Saida era diventata una bella signorina con due occhioni neri e una pelle colore di luna e Karim, era un bel giovanotto indiano dal viso intelligente e dallo sguardo dolce.
Karim si avvicinò a Saida e incominciarono a conversare; mentre Saida gli spiegava come nel suo paese i giovani potevano comunicare solo attraverso i gattini o le scarpine, improvvisamente ebbe un sussulto ed esclamò:"Saida"!.

Immediatamente Saida capì che aveva ritrovato il suo piccolo giardiniere del giardino di Tabuk.

Quando a Nauru i due giovani espressero il desiderio di sposarsi, il padre di Saida proibì alla figlia di vedere Karim , perché non era musulmano.

Dopo mesi di pianto e di disperazione, Saida decise di fuggire e di rifugiarsi presso il Grande Saggio di Nauru che essendo un discendente di Yaren si chiamava Yaren anche lui.

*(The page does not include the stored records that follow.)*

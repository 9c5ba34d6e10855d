//! Conditioned flow model shared by every request on a DEM.
//!
//! A [`FlowModel`] bundles the depression-filled surface, D8 directions and
//! accumulation built once per elevation grid. It is immutable after
//! construction and meant to be shared behind an `Arc`.

use super::flow_accumulation::flow_accumulation;
use super::flow_direction::flow_direction_scaled;
use super::priority_flood::{priority_flood, PriorityFloodParams};
use cuenca_core::raster::{d8, Raster};
use cuenca_core::{DemId, ElevationGrid, Result};
use lru::LruCache;
use serde::{Deserialize, Serialize};
use std::num::NonZeroUsize;
use std::sync::{Arc, Mutex};
use std::time::Instant;
use tracing::debug;

/// Parameters for building a flow model
#[derive(Debug, Clone, Copy, PartialEq, Default, Serialize, Deserialize)]
#[serde(default)]
pub struct FlowModelParams {
    pub fill: PriorityFloodParams,
}

/// Filled surface, D8 directions and accumulation for one DEM
#[derive(Debug, Clone)]
pub struct FlowModel {
    filled: Raster<f64>,
    directions: Raster<u8>,
    accumulation: Raster<f64>,
    cell_width: f64,
    cell_height: f64,
    dem_id: DemId,
}

impl FlowModel {
    /// Fill depressions, assign directions and accumulate.
    ///
    /// Fails with `CyclicFlow` if the directions do not form a forest, which
    /// cannot happen on a surface filled with a positive epsilon.
    pub fn build(dem: &ElevationGrid, params: &FlowModelParams) -> Result<Self> {
        let start = Instant::now();
        let filled = priority_flood(dem.raster(), params.fill)?;
        debug!(elapsed_ms = start.elapsed().as_millis() as u64, "depressions filled");

        let start = Instant::now();
        let directions = flow_direction_scaled(&filled, dem.cell_width(), dem.cell_height())?;
        debug!(elapsed_ms = start.elapsed().as_millis() as u64, "flow directions assigned");

        let start = Instant::now();
        let accumulation = flow_accumulation(&filled, &directions)?;
        debug!(elapsed_ms = start.elapsed().as_millis() as u64, "flow accumulated");

        Ok(Self {
            filled,
            directions,
            accumulation,
            cell_width: dem.cell_width(),
            cell_height: dem.cell_height(),
            dem_id: dem.id(),
        })
    }

    pub fn filled(&self) -> &Raster<f64> {
        &self.filled
    }

    pub fn directions(&self) -> &Raster<u8> {
        &self.directions
    }

    pub fn accumulation_grid(&self) -> &Raster<f64> {
        &self.accumulation
    }

    pub fn shape(&self) -> (usize, usize) {
        self.directions.shape()
    }

    pub fn cell_width(&self) -> f64 {
        self.cell_width
    }

    pub fn cell_height(&self) -> f64 {
        self.cell_height
    }

    pub fn cell_area(&self) -> f64 {
        self.cell_width * self.cell_height
    }

    /// Fingerprint of the DEM this model was built from
    pub fn dem_id(&self) -> DemId {
        self.dem_id
    }

    /// Whether (row, col) is inside the grid and holds data
    pub fn is_valid(&self, row: usize, col: usize) -> bool {
        self.filled.is_valid_at(row, col)
    }

    /// D8 code at (row, col), `NO_FLOW` outside the grid
    pub fn direction(&self, row: usize, col: usize) -> u8 {
        self.directions
            .data()
            .get((row, col))
            .copied()
            .unwrap_or(d8::NO_FLOW)
    }

    /// Upstream cell count (inclusive) at (row, col), `None` on no-data
    pub fn accumulation(&self, row: usize, col: usize) -> Option<f64> {
        self.accumulation
            .data()
            .get((row, col))
            .copied()
            .filter(|a| !a.is_nan())
    }

    /// Valid cell that (row, col) drains into
    pub fn downstream(&self, row: usize, col: usize) -> Option<(usize, usize)> {
        let (rows, cols) = self.shape();
        d8::target(row, col, self.direction(row, col), rows, cols)
            .filter(|&(nr, nc)| self.is_valid(nr, nc))
    }

    /// Whether a valid cell drains off the grid, into no-data or nowhere
    pub fn is_outlet(&self, row: usize, col: usize) -> bool {
        self.is_valid(row, col) && self.downstream(row, col).is_none()
    }

    /// Valid neighbors whose direction points at (row, col), in direction order
    pub fn upstream(&self, row: usize, col: usize) -> impl Iterator<Item = (usize, usize)> + '_ {
        let (rows, cols) = self.shape();
        d8::neighbors(row, col, rows, cols).filter_map(move |(code, nr, nc)| {
            (self.is_valid(nr, nc) && self.direction(nr, nc) == d8::opposite(code)).then_some((nr, nc))
        })
    }
}

type CacheKey = (DemId, u64);

/// LRU cache of flow models keyed by DEM fingerprint and fill parameters.
///
/// Safe to share between threads; concurrent requests for the same DEM get
/// the same `Arc<FlowModel>`.
pub struct FlowModelCache {
    inner: Mutex<LruCache<CacheKey, Arc<FlowModel>>>,
}

impl FlowModelCache {
    pub fn new(capacity: usize) -> Self {
        let capacity = NonZeroUsize::new(capacity).unwrap_or(NonZeroUsize::MIN);
        Self {
            inner: Mutex::new(LruCache::new(capacity)),
        }
    }

    /// Return the cached model for `dem`, building it on a miss.
    ///
    /// The model is built without holding the lock, so two threads missing at
    /// once may both build; the first insert wins and both receive it.
    pub fn get_or_build(&self, dem: &ElevationGrid, params: &FlowModelParams) -> Result<Arc<FlowModel>> {
        let key = (dem.id(), params.fill.epsilon.to_bits());

        if let Some(model) = self.lock().get(&key) {
            debug!(dem = %dem.id(), "flow model cache hit");
            return Ok(Arc::clone(model));
        }

        debug!(dem = %dem.id(), "flow model cache miss");
        let built = Arc::new(FlowModel::build(dem, params)?);

        let mut cache = self.lock();
        if let Some(model) = cache.get(&key) {
            return Ok(Arc::clone(model));
        }
        cache.put(key, Arc::clone(&built));
        Ok(built)
    }

    pub fn len(&self) -> usize {
        self.lock().len()
    }

    pub fn is_empty(&self) -> bool {
        self.lock().is_empty()
    }

    pub fn clear(&self) {
        self.lock().clear();
    }

    fn lock(&self) -> std::sync::MutexGuard<'_, LruCache<CacheKey, Arc<FlowModel>>> {
        // A panic while holding the lock cannot leave a half-written entry
        self.inner.lock().unwrap_or_else(|e| e.into_inner())
    }
}

impl Default for FlowModelCache {
    fn default() -> Self {
        Self::new(8)
    }
}

impl std::fmt::Debug for FlowModelCache {
    fn fmt(&self, f: &mut std::fmt::Formatter<'_>) -> std::fmt::Result {
        f.debug_struct("FlowModelCache").field("len", &self.len()).finish()
    }
}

Yaren convocò la famiglia di Karim e quella di Saida, nel Grande Tempio degli Uomini, e disse :
"nelle sacre scritture islamiche è scritto desidera per il tuo fratello quello che desideri per te stesso;
nella grande religione indù è scritto affidati all'amore in ogni azione della tua vita;
nella nostra comunità cristiana è scritto ama il prossimo tuo come te stesso".

In quest'isola siamo tutti fratelli e sorelle, ci rispettiamo, ci aiutiamo gli uni con gli altri e cerchiamo di applicare la legge in modo uguale per tutti e cerchiamo di sconfiggere l'odio con l'amore perchè dove c'è amore c'è Dio.
Questi ragazzi si amano, soffrono perchè sono divisi e sono sicuro che la famiglia che costruiranno sarà protetta dal grande, misericordioso, benevolo e unico Dio che è il Dio di tutte le religioni fondate sul rispetto della vita.

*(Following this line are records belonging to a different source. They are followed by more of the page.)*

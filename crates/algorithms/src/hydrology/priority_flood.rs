//! Priority-Flood depression filling
//!
//! Raises every cell that cannot drain to the grid edge (or to a no-data
//! hole) to the level of its spill point, plus a small epsilon gradient so
//! the filled surface always has a strictly lower neighbor to flow into.
//! This is the explicit preprocessing pass that keeps D8 directions free of
//! pits and cycles.
//!
//! Reference:
//! Barnes, R., Lehman, C., & Mulla, D. (2014). Priority-Flood: An optimal
//! depression-filling and watershed-labeling algorithm for digital elevation
//! models. *Computers & Geosciences*, 62, 117–127.

use cuenca_core::raster::{d8, Raster};
use cuenca_core::{Error, Result};
use ndarray::Array2;
use serde::{Deserialize, Serialize};
use std::cmp::Ordering;
use std::collections::BinaryHeap;

/// A cell in the priority queue.
///
/// Lower elevation pops first; among equal elevations the earlier push pops
/// first, which keeps filling deterministic on flats.
#[derive(Debug, Clone, Copy)]
struct Cell {
    elevation: f64,
    seq: u64,
    row: usize,
    col: usize,
}

impl PartialEq for Cell {
    fn eq(&self, other: &Self) -> bool {
        self.cmp(other) == Ordering::Equal
    }
}

impl Eq for Cell {}

impl PartialOrd for Cell {
    fn partial_cmp(&self, other: &Self) -> Option<Ordering> {
        Some(self.cmp(other))
    }
}

// Reversed so BinaryHeap (max-heap) acts as a min-heap
impl Ord for Cell {
    fn cmp(&self, other: &Self) -> Ordering {
        other
            .elevation
            .total_cmp(&self.elevation)
            .then_with(|| other.seq.cmp(&self.seq))
    }
}

/// Parameters for Priority-Flood filling
#[derive(Debug, Clone, Copy, PartialEq, Serialize, Deserialize)]
#[serde(default)]
pub struct PriorityFloodParams {
    /// Minimum rise enforced from a cell to the neighbors it floods (meters).
    /// Zero leaves filled depressions perfectly flat, which leaves their
    /// cells without a downslope neighbor.
    pub epsilon: f64,
}

impl Default for PriorityFloodParams {
    fn default() -> Self {
        Self { epsilon: 1e-5 }
    }
}

/// Whether a valid cell can drain straight out of the grid: it sits on the
/// border or touches a no-data cell.
pub(crate) fn is_drainage_edge(dem: &Raster<f64>, row: usize, col: usize) -> bool {
    let (rows, cols) = dem.shape();
    d8::OFFSETS.iter().any(|&(dr, dc)| {
        match d8::offset(row, col, dr, dc, rows, cols) {
            None => true,
            Some((nr, nc)) => !dem.is_valid_at(nr, nc),
        }
    })
}

/// Fill depressions in a DEM using Priority-Flood.
///
/// 1. Seed a min-heap with every valid cell on the border or next to no-data.
/// 2. Pop the lowest cell; each unvisited valid neighbor gets
///    `max(z, popped + epsilon)` and is pushed.
/// 3. Repeat until the heap is empty.
///
/// The input is not modified; no-data cells stay NaN in the output.
pub fn priority_flood(dem: &Raster<f64>, params: PriorityFloodParams) -> Result<Raster<f64>> {
    if !(params.epsilon.is_finite() && params.epsilon >= 0.0) {
        return Err(Error::InvalidParameter {
            name: "epsilon",
            value: params.epsilon.to_string(),
            reason: "must be finite and non-negative".into(),
        });
    }

    let (rows, cols) = dem.shape();
    let epsilon = params.epsilon;

    let mut output = Array2::<f64>::from_elem((rows, cols), f64::NAN);
    let mut visited = Array2::<bool>::from_elem((rows, cols), false);
    let mut heap = BinaryHeap::new();
    let mut seq = 0u64;

    for row in 0..rows {
        for col in 0..cols {
            if !dem.is_valid_at(row, col) {
                visited[(row, col)] = true;
                continue;
            }
            if is_drainage_edge(dem, row, col) {
                let z = dem.data()[(row, col)];
                output[(row, col)] = z;
                visited[(row, col)] = true;
                heap.push(Cell { elevation: z, seq, row, col });
                seq += 1;
            }
        }
    }

    while let Some(cell) = heap.pop() {
        for (_, nr, nc) in d8::neighbors(cell.row, cell.col, rows, cols) {
            if visited[(nr, nc)] {
                continue;
            }
            visited[(nr, nc)] = true;

            let z = dem.data()[(nr, nc)];
            let filled = z.max(cell.elevation + epsilon);

            output[(nr, nc)] = filled;
            heap.push(Cell {
                elevation: filled,
                seq,
                row: nr,
                col: nc,
            });
            seq += 1;
        }
    }

    dem.with_data(output, Some(f64::NAN))
}

#[cfg(test)]
mod tests {
    use super::*;
    use cuenca_core::GeoTransform;

    fn create_dem_with_sink() -> Raster<f64> {
        // 7x7 bowl draining nowhere except over its rim
        let values = vec![
            9.0, 9.0, 9.0, 9.0, 9.0, 9.0, 9.0,
            9.0, 8.0, 8.0, 8.0, 8.0, 8.0, 9.0,
            9.0, 8.0, 7.0, 7.0, 7.0, 8.0, 9.0,
            9.0, 8.0, 7.0, 3.0, 7.0, 8.0, 9.0,
            9.0, 8.0, 7.0, 7.0, 7.0, 8.0, 9.0,
            9.0, 8.0, 8.0, 8.0, 8.0, 8.0, 9.0,
            9.0, 9.0, 9.0, 9.0, 9.0, 9.0, 9.0,
        ];
        let mut dem = Raster::from_vec(values, 7, 7).unwrap();
        dem.set_transform(GeoTransform::new(0.0, 7.0, 1.0, -1.0));
        dem
    }

    #[test]
    fn test_fills_sink_to_spill_level() {
        let dem = create_dem_with_sink();
        let filled = priority_flood(&dem, PriorityFloodParams { epsilon: 0.0 }).unwrap();

        // The whole interior spills over the 9 m rim
        assert_eq!(filled.get(3, 3).unwrap(), 9.0);
        assert_eq!(filled.get(1, 1).unwrap(), 9.0);
    }

    #[test]
    fn test_preserves_border() {
        let dem = create_dem_with_sink();
        let filled = priority_flood(&dem, PriorityFloodParams::default()).unwrap();

        assert_eq!(filled.get(0, 0).unwrap(), 9.0);
        assert_eq!(filled.get(0, 3).unwrap(), 9.0);
        assert_eq!(filled.get(6, 6).unwrap(), 9.0);
    }

    #[test]
    fn test_no_change_on_clean_dem() {
        let mut dem = Raster::new(10, 10);
        for row in 0..10 {
            for col in 0..10 {
                dem.set(row, col, (row + col) as f64).unwrap();
            }
        }

        let filled = priority_flood(&dem, PriorityFloodParams::default()).unwrap();
        for row in 0..10 {
            for col in 0..10 {
                assert_eq!(filled.get(row, col).unwrap(), dem.get(row, col).unwrap());
            }
        }
    }

    #[test]
    fn test_epsilon_leaves_every_interior_cell_a_lower_neighbor() {
        let dem = create_dem_with_sink();
        let filled = priority_flood(&dem, PriorityFloodParams { epsilon: 0.01 }).unwrap();

        for row in 1..6 {
            for col in 1..6 {
                let z = filled.get(row, col).unwrap();
                let has_lower = d8::neighbors(row, col, 7, 7)
                    .any(|(_, nr, nc)| filled.get(nr, nc).unwrap() < z);
                assert!(has_lower, "({}, {}) at {} has no lower neighbor", row, col, z);
            }
        }
    }

    #[test]
    fn test_never_lowers_elevation() {
        let dem = create_dem_with_sink();
        let filled = priority_flood(&dem, PriorityFloodParams::default()).unwrap();

        for (orig, fill) in dem.data().iter().zip(filled.data().iter()) {
            assert!(fill >= orig, "filled {} below original {}", fill, orig);
        }
    }

    #[test]
    fn test_low_border_outlet_sets_spill_level() {
        // border=10 except a notch at (4,2)=2, sink at (2,2)=1
        let mut dem = Raster::filled(5, 5, 10.0);
        for row in 1..4 {
            for col in 1..4 {
                dem.set(row, col, 5.0).unwrap();
            }
        }
        dem.set(2, 2, 1.0).unwrap();
        dem.set(4, 2, 2.0).unwrap();

        let filled = priority_flood(&dem, PriorityFloodParams { epsilon: 0.0 }).unwrap();
        assert_eq!(filled.get(2, 2).unwrap(), 5.0);
    }

    #[test]
    fn test_nodata_hole_acts_as_outlet() {
        // A no-data cell inside the grid drains its neighbors like the border
        let mut dem = Raster::filled(5, 5, 10.0);
        dem.set(2, 2, f64::NAN).unwrap();
        dem.set(2, 1, 4.0).unwrap();

        let filled = priority_flood(&dem, PriorityFloodParams::default()).unwrap();
        assert_eq!(filled.get(2, 1).unwrap(), 4.0);
        assert!(filled.get(2, 2).unwrap().is_nan());
    }

    #[test]
    fn test_rejects_negative_epsilon() {
        let dem = create_dem_with_sink();
        assert!(priority_flood(&dem, PriorityFloodParams { epsilon: -1.0 }).is_err());
    }
}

Nel "Grande Tempio della gente", quel giorno, si celebrò il più importante matrimonio della storia umana.
Dal cosmo arrivarono Tiny e Kliny , le due sorelline cosmiche che salvarono Yaren, arrivò Luxy, l'amichetta di Klikkina e tutti gli eroi delle favole di Klikkina che insieme agli amici di Klikkina e agli abitanti di Nauru organizzarono un immenso ballo tondo intorno al Tempio della gente.
Il ballo era tondo ma aveva la forma di un grande cuore scolpito nelle acque blu del Pacifico intorno allo stato più piccolo del mondo.